Collected data entries:
* * * * * * * * *
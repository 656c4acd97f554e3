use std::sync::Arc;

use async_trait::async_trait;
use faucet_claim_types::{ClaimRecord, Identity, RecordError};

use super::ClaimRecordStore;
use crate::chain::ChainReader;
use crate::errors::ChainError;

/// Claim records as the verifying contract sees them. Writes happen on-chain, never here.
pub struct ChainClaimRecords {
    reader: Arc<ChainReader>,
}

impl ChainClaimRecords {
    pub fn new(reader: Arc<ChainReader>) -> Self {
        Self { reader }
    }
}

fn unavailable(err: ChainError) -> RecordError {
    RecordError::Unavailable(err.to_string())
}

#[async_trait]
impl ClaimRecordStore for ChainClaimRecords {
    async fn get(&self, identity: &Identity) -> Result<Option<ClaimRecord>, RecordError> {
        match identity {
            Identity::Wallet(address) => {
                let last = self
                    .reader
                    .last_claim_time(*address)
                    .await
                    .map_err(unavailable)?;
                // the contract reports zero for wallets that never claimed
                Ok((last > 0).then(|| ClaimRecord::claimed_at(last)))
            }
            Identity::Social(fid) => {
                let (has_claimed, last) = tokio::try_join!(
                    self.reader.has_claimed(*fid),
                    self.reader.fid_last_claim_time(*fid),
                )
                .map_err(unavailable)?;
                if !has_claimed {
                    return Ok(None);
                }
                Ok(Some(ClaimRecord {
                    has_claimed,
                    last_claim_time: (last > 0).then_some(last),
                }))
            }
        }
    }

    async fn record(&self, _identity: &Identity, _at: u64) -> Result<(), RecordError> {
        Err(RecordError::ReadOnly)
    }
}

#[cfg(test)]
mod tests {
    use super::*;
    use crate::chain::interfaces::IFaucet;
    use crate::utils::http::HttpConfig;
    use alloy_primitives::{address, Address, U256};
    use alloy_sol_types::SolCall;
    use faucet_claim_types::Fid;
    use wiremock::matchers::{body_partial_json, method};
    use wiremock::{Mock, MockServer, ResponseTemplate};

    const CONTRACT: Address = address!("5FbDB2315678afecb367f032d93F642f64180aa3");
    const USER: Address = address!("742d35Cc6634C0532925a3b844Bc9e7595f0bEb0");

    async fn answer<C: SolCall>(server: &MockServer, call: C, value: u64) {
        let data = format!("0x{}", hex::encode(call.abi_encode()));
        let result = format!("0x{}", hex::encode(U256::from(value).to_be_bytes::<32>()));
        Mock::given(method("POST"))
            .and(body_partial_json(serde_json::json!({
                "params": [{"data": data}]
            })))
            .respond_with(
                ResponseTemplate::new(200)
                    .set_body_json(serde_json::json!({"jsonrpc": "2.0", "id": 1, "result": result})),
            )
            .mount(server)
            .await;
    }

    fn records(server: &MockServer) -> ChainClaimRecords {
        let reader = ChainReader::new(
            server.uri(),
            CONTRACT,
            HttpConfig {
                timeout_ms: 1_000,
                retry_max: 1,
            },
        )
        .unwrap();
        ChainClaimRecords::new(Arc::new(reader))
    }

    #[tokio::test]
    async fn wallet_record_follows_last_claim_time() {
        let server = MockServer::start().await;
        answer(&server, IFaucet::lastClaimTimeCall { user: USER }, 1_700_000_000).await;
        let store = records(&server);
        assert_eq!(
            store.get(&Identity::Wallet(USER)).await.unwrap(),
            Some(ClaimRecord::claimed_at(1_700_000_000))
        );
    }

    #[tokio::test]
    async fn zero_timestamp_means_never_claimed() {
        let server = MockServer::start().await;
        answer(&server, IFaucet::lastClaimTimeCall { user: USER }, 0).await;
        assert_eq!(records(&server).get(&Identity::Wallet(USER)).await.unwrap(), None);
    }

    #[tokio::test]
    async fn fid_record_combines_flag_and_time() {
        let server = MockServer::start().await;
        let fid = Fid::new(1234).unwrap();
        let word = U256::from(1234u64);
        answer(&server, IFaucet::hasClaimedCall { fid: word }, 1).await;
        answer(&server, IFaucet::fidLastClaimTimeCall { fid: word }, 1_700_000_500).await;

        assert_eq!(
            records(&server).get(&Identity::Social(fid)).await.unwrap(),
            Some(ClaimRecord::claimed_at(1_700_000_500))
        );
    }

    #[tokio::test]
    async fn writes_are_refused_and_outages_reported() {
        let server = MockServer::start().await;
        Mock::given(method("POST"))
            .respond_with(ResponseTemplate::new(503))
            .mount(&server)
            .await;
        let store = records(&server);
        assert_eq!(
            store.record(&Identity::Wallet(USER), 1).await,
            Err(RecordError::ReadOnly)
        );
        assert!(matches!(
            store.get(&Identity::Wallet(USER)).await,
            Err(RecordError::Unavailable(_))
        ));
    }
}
* * * * * * * * *
_What you need to do_: What is needed is a word-for-word copy of all the entries.

_Result below_:
repository 656c4acd97f554e3
use std::sync::Arc;

use async_trait::async_trait;
use faucet_claim_types::{ClaimRecord, Identity, RecordError};

use super::ClaimRecordStore;
use crate::chain::ChainReader;
use crate::errors::ChainError;

/// Claim records as the verifying contract sees them. Writes happen on-chain, never here.
pub struct ChainClaimRecords {
    reader: Arc<ChainReader>,
}

impl ChainClaimRecords {
    pub fn new(reader: Arc<ChainReader>) -> Self {
        Self { reader }
    }
}

fn unavailable(err: ChainError) -> RecordError {
    RecordError::Unavailable(err.to_string())
}

#[async_trait]
impl ClaimRecordStore for ChainClaimRecords {
    async fn get(&self, identity: &Identity) -> Result<Option<ClaimRecord>, RecordError> {
        match identity {
            Identity::Wallet(address) => {
                let last = self
                    .reader
                    .last_claim_time(*address)
                    .await
                    .map_err(unavailable)?;
                // the contract reports zero for wallets that never claimed
                Ok((last > 0).then(|| ClaimRecord::claimed_at(last)))
            }
            Identity::Social(fid) => {
                let (has_claimed, last) = tokio::try_join!(
                    self.reader.has_claimed(*fid),
                    self.reader.fid_last_claim_time(*fid),
                )
                .map_err(unavailable)?;
                if !has_claimed {
                    return Ok(None);
                }
                Ok(Some(ClaimRecord {
                    has_claimed,
                    last_claim_time: (last > 0).then_some(last),
                }))
            }
        }
    }

    async fn record(&self, _identity: &Identity, _at: u64) -> Result<(), RecordError> {
        Err(RecordError::ReadOnly)
    }
}

#[cfg(test)]
mod tests {
    use super::*;
    use crate::chain::interfaces::IFaucet;
    use crate::utils::http::HttpConfig;
    use alloy_primitives::{address, Address, U256};
    use alloy_sol_types::SolCall;
    use faucet_claim_types::Fid;
    use wiremock::matchers::{body_partial_json, method};
    use wiremock::{Mock, MockServer, ResponseTemplate};

    const CONTRACT: Address = address!("5FbDB2315678afecb367f032d93F642f64180aa3");
    const USER: Address = address!("742d35Cc6634C0532925a3b844Bc9e7595f0bEb0");

    async fn answer<C: SolCall>(server: &MockServer, call: C, value: u64) {
        let data = format!("0x{}", hex::encode(call.abi_encode()));
        let result = format!("0x{}", hex::encode(U256::from(value).to_be_bytes::<32>()));
        Mock::given(method("POST"))
            .and(body_partial_json(serde_json::json!({
                "params": [{"data": data}]
            })))
            .respond_with(
                ResponseTemplate::new(200)
                    .set_body_json(serde_json::json!({"jsonrpc": "2.0", "id": 1, "result": result})),
            )
            .mount(server)
            .await;
    }

    fn records(server: &MockServer) -> ChainClaimRecords {
        let reader = ChainReader::new(
            server.uri(),
            CONTRACT,
            HttpConfig {
                timeout_ms: 1_000,
                retry_max: 1,
            },
        )
        .unwrap();
        ChainClaimRecords::new(Arc::new(reader))
    }

    #[tokio::test]
    async fn wallet_record_follows_last_claim_time() {
        let server = MockServer::start().await;
        answer(&server, IFaucet::lastClaimTimeCall { user: USER }, 1_700_000_000).await;
        let store = records(&server);
        assert_eq!(
            store.get(&Identity::Wallet(USER)).await.unwrap(),
            Some(ClaimRecord::claimed_at(1_700_000_000))
        );
    }

    #[tokio::test]
    async fn zero_timestamp_means_never_claimed() {
        let server = MockServer::start().await;
        answer(&server, IFaucet::lastClaimTimeCall { user: USER }, 0).await;
        assert_eq!(records(&server).get(&Identity::Wallet(USER)).await.unwrap(), None);
    }

    #[tokio::test]
    async fn fid_record_combines_flag_and_time() {
        let server = MockServer::start().await;
        let fid = Fid::new(1234).unwrap();
        let word = U256::from(1234u64);
        answer(&server, IFaucet::hasClaimedCall { fid: word }, 1).await;
        answer(&server, IFaucet::fidLastClaimTimeCall { fid: word }, 1_700_000_500).await;

        assert_eq!(
            records(&server).get(&Identity::Social(fid)).await.unwrap(),
            Some(ClaimRecord::claimed_at(1_700_000_500))
        );
    }

    #[tokio::test]
    async fn writes_are_refused_and_outages_reported() {
        let server = MockServer::start().await;
        Mock::given(method("POST"))
            .respond_with(ResponseTemplate::new(503))
            .mount(&server)
            .await;
        let store = records(&server);
        assert_eq!(
            store.record(&Identity::Wallet(USER), 1).await,
            Err(RecordError::ReadOnly)
        );
        assert!(matches!(
            store.get(&Identity::Wallet(USER)).await,
            Err(RecordError::Unavailable(_))
        ));
    }
}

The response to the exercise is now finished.